Vacas en una granja en Bélgica, 2020. Fotografía: Julien Warnand / EPA

¿Qué significa eso? ¿Sienten dolor, miedo, deseo, ira, afecto, pérdida, frustración, empatía e intención? ¿Como hacen los humanos? ¿Son individuos? ¿Tienen personalidades distintas? En todas mis relaciones con los animales, seguro que sienten que tienen gustos y aversiones distintos y peculiaridades individuales. Entonces, ¿qué pasa con los animales que usamos como alimento? Vacas? Me preguntaba, si observáramos una vaca el tiempo suficiente, ¿veríamos algo de esto? No quería de ninguna manera intentar meterme en su cabeza o sugerir emociones humanas. Solo quería ver sus reacciones a su realidad diaria. En toda su belleza, desafíos y brutalidad. Mirar. Para ver. Para verla.

Las vacas lecheras trabajan duro. Se pasan la vida dando a luz y produciendo leche. Toda una vida de existencia materna. Tendrán quizás de 10 a 20 terneros, pero cada vez que el ternero se tome poco después del nacimiento para que podamos usar la leche.

Una vez, en la costa de Dinamarca, estaba usando un palo para arrojar medusas varadas y aún vivas al agua. Había muchos y estaba tardando un poco. Una pareja pasó de la mano, me miró un rato y luego dijo: “No deberías molestarte. Déjalos morir. Es la naturaleza “. Respondí sin pensar: “Lo sé, pero yo también soy de la naturaleza, y los voy a devolver”.

Somos naturaleza. Somos animales. La cima de la cadena alimentaria. Pero todavía somos animales y tenemos muchos instintos animales. Negar esto, separarnos y desconectarnos de esto está empezando a parecer cada vez más a nuestro riesgo. Nuestra relación con los millones de vidas no humanas que usamos es una gran parte de nuestra existencia. Hice que Cow invitara a comprometerse con eso.

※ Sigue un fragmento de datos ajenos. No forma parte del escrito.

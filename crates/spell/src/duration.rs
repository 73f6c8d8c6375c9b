//! Run-length aggregates: longest run and spell duration.

use crate::run::scan;

/// Length of the longest run where `predicate` holds, or 0 if none.
pub fn longest_run<P>(row: &[f64], predicate: P) -> usize
where
    P: Fn(f64) -> bool,
{
    scan(row, predicate).map(|r| r.length).max().unwrap_or(0)
}

/// Total days in runs strictly longer than `spell_duration`.
///
/// A run of exactly `spell_duration` days contributes nothing. A run still
/// open on the last day of the row is counted.
pub fn spell_duration_days<P>(row: &[f64], predicate: P, spell_duration: usize) -> usize
where
    P: Fn(f64) -> bool,
{
    scan(row, predicate)
        .filter(|r| r.length > spell_duration)
        .map(|r| r.length)
        .sum()
}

Una ballena beluga nadando en el Támesis cerca de Gravesend, Kent, en 2018.
Una ballena beluga nadando en el Támesis cerca de Gravesend, Kent, en 2018. Fotografía: Victoria Jones / PA

Mis andanzas infantiles y mi amor por los animales fueron, creo, algo muy instintivo, natural y honesto. Nadie me contuvo y por eso seguí mi propia expresión. Y mi relación con la naturaleza cuando era niño no era solo romántica y caprichosa. Fue comprometido e inmersivo. Hubo tanto alegría como dolor. Era real.

Espero que esta película de alguna manera pueda conectar a cualquiera que la vea no solo con las vacas y otros animales conscientes no humanos, sino con ese conocimiento profundo y la naturaleza animal en nosotros mismos. Que todos estamos conectados con todo lo viviente.